Mark Hensch

North Korean leader Kim Jong Un on Wednesday said his nation’s latest missile launch is a “meaningful prelude” to containing the U.S. territory of Guam, according to state media there.

Kim also expressed “great satisfaction” about Tuesday’s launch of a ballistic missile intended to carry a nuclear weapon over Japan, a close American ally.

“[It’s] necessary to positively push forward the work for putting the strategic force on a modern basis by conducting more ballistic missile rocket launching drills with the Pacific as a target in the future,” he added, according to North Korea’s Korean Central News Agency (KCNA).

KCNA reported that Tuesday’s launch was a “muscle-flexing” countermeasure to annual military drills conducted together by the U.S. and South Korea.

This year’s edition of the Ulchi Freedom Guardian joint exercises between American and South Korean military forces concludes Thursday.
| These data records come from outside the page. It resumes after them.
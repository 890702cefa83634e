mod common;

use std::collections::{BTreeMap, BTreeSet, HashSet};
use std::fs;
use std::sync::mpsc::channel;
use std::time::Duration;

use camino::Utf8PathBuf;
use canham::{Mode, Reload, Step};
use common::{Project, graph};

fn public_files(project: &Project) -> BTreeSet<Utf8PathBuf> {
    canham::io::files(project.public()).unwrap().into_iter().collect()
}

fn manifest(project: &Project) -> BTreeMap<String, String> {
    serde_json::from_str(&project.read(project.manifest())).unwrap()
}

#[test]
fn dev_rebuild_leaves_no_leftovers() {
    let project = Project::new();
    let env = project.env(Mode::Dev);

    graph().run(&env, ["build"]).unwrap();
    assert!(public_files(&project).contains(&Utf8PathBuf::from("images/icons/arrow.svg")));

    project.remove("theme/images/icons/arrow.svg");
    graph().run(&env, ["build"]).unwrap();

    let staged: BTreeSet<_> = canham::io::files(env.staging()).unwrap().into_iter().collect();
    assert_eq!(public_files(&project), staged);
    assert!(!project.public().join("images/icons").exists());
}

#[test]
fn dist_rebuild_leaves_no_leftovers() {
    let project = Project::new();
    let env = project.env(Mode::Dist);

    graph().run(&env, ["build"]).unwrap();
    project.remove("theme/images/icons/arrow.svg");
    graph().run(&env, ["build"]).unwrap();

    let mut expected: BTreeSet<_> = manifest(&project).into_values().map(Utf8PathBuf::from).collect();
    expected.insert(Utf8PathBuf::from(".htaccess"));

    assert_eq!(public_files(&project), expected);
    assert!(!manifest(&project).contains_key("images/icons/arrow.svg"));
}

#[test]
fn dist_manifest_names_existing_unique_files() {
    let project = Project::new();
    let env = project.env(Mode::Dist);

    let report = graph().run(&env, ["build"]).unwrap();
    assert!(report.is_clean(), "{report}");

    let manifest = manifest(&project);
    for original in ["styles/main.css", "scripts/main.js", "scripts/modernizr.js", "images/logo.png"] {
        assert!(manifest.contains_key(original), "{original} missing from manifest");
    }

    let mut seen = HashSet::new();
    for (original, revved) in &manifest {
        assert_ne!(original, revved);
        assert!(project.public().join(revved).is_file(), "{revved} does not exist");
        assert!(seen.insert(revved), "{revved} produced twice");
    }

    // Only fingerprinted names end up public.
    assert!(!project.public().join("styles/main.css").exists());
    assert_eq!(
        fs::read_to_string(project.public().join(".htaccess")).unwrap(),
        "Options -Indexes\n"
    );

    // The stylesheet points at the fingerprinted image.
    let css = fs::read_to_string(project.public().join(&manifest["styles/main.css"])).unwrap();
    let logo = Utf8PathBuf::from(&manifest["images/logo.png"]);
    assert!(css.contains(&format!("../images/{}", logo.file_name().unwrap())), "{css}");
}

#[test]
fn dist_fingerprint_follows_content() {
    let project = Project::new();
    let env = project.env(Mode::Dist);

    graph().run(&env, ["build"]).unwrap();
    let before = manifest(&project);

    project.write("theme/js/lib/slider.js", "var slider = function () { return 1; };\n");
    graph().run(&env, ["build"]).unwrap();
    let after = manifest(&project);

    assert_ne!(before["scripts/main.js"], after["scripts/main.js"]);
    assert_eq!(before["images/logo.png"], after["images/logo.png"]);
}

#[test]
fn dev_writes_no_manifest_and_resyncs_nothing() {
    let project = Project::new();
    let (tx, rx) = channel();
    let env = project.env(Mode::Dev).with_reload(tx);

    graph().run(&env, ["build"]).unwrap();
    assert!(!project.manifest().exists());
    assert!(rx.try_iter().count() > 0);

    let modified = |rel: &str| {
        fs::metadata(project.public().join(rel))
            .unwrap()
            .modified()
            .unwrap()
    };
    let css = modified("styles/main.css");
    let png = modified("images/logo.png");

    std::thread::sleep(Duration::from_millis(50));
    graph().run(&env, ["build"]).unwrap();

    assert!(!project.manifest().exists());
    assert_eq!(rx.try_iter().collect::<Vec<Reload>>(), vec![]);
    assert_eq!(modified("styles/main.css"), css);
    assert_eq!(modified("images/logo.png"), png);
}

#[test]
fn dev_style_change_is_injected() {
    let project = Project::new();
    let (tx, rx) = channel();
    let env = project.env(Mode::Dev).with_reload(tx);

    graph().run(&env, ["build"]).unwrap();
    rx.try_iter().for_each(drop);

    project.write("theme/css/_vars.scss", "$accent: #bada55;\n");
    graph()
        .sequence(&env, &[Step::from("css"), Step::from("rev")])
        .unwrap();

    assert_eq!(
        rx.try_iter().collect::<Vec<_>>(),
        vec![Reload::Inject("styles/main.css".into())]
    );
}

#[test]
fn scripts_are_concatenated_in_order() {
    let project = Project::new();
    let env = project.env(Mode::Dev);

    graph().run(&env, ["js"]).unwrap();
    let script = project.read(env.staging().join("scripts/main.js"));

    let order = [
        "var jQuery = {};",
        "var canham = {",
        "var slider = function",
        "canham.pageHome = function",
        "jQuery(canham.ready);",
    ];
    let positions: Vec<_> = order
        .iter()
        .map(|needle| script.find(needle).unwrap_or_else(|| panic!("{needle} missing")))
        .collect();

    assert!(positions.windows(2).all(|w| w[0] < w[1]), "{positions:?}");

    let map = canham::mapping::embedded(&script).unwrap();
    assert_eq!(map.get_source_count(), 5);
    // jquery.js ends with a newline, so it covers lines 0 and 1.
    let token = map.lookup_token(2, 0).unwrap();
    assert_eq!(token.get_source(), Some("theme/js/canham.js"));
}

#[test]
fn feature_detection_follows_styles_and_scripts() {
    let project = Project::new();
    let env = project.env(Mode::Dev);

    let report = graph().run(&env, ["build"]).unwrap();
    let modernizr = report.position("modernizr").unwrap();
    assert!(report.position("css").unwrap() < modernizr);
    assert!(report.position("js").unwrap() < modernizr);
    assert!(modernizr < report.position("rev").unwrap());

    let detection = project.read(project.public().join("scripts/modernizr.js"));
    let header = detection.lines().next().unwrap();
    let names: Vec<_> = header
        .trim_start_matches("/*! canham feature detection: ")
        .trim_end_matches(" */")
        .split(", ")
        .collect();
    assert_eq!(names, vec!["flexbox", "touchevents"]);

    let css = project.read(project.public().join("styles/main.css"));
    let js = project.read(project.public().join("scripts/main.js"));
    for name in names {
        assert!(css.contains(name) || js.contains(name), "{name} is not used");
    }
}

#[test]
fn run_steps_from_the_command_line() {
    let project = Project::new();
    let env = project.env(Mode::Dev);

    let steps: Vec<_> = ["css,js", "modernizr"].into_iter().map(Step::parse).collect();
    let report = graph().sequence(&env, &steps).unwrap();

    assert!(report.ran("clean:css"));
    assert!(!report.ran("rev"));
    assert!(env.staging().join("scripts/modernizr.js").is_file());
    assert!(!project.public().exists());
}

#[test]
fn legacy_encoded_script_still_builds() {
    let project = Project::new();
    project.write("theme/js/lib/legacy.js", b"var label = \"caf\xE9\";\n");
    let env = project.env(Mode::Dev);

    let report = graph().run(&env, ["build"]).unwrap();
    assert!(report.is_clean(), "{report}");

    let script = project.read(project.public().join("scripts/main.js"));
    assert!(script.contains("var label = \"caf\u{FFFD}\";"));
    assert!(script.contains("jQuery(canham.ready);"));
    assert!(project.public().join("styles/main.css").is_file());
}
KCNA also reported that Tuesday’s missile was an intermediate-range Hwasong-12, a projectile North Korea first successfully tested in May.

Tuesday’s launch appeared designed to prove that Pyongyang can back up its threat earlier this month to strike near Guam, which hosts key U.S. military bases it finds menacing.

The test also seemed manufactured to warn Japan that North Korea could establish a future precedent of firing missiles over its territory.

South Korea’s Joint Chiefs of Staff on Tuesday said the missile reached a maximum height of 341 miles above the northern Japanese island of Hokkaido.

The missile also traveled 1,677 miles after launch, they added, which is likely the longest ever from North Korea.


President Trump on Tuesday said that the world has received North Korea’s new message “loud and clear” following its missile launch earlier that day.

“This regime has signaled its contempt for its neighbors, for all members of the United Nations, and for minimum standards of acceptable behavior,” he said in a statement.

“Threatening and destabilizing actions only increase the North Korean regime’s isolation in the region and among all nations of the world,” Trump added. “All options are on the table.”

Trump earlier this month threatened North Korea with “fire and fury” if the Asian nation continued to threaten the U.S.

North Korea has long sought nuclear weapons and improved missiles for delivering them to intimidate nations like America it deems hostile.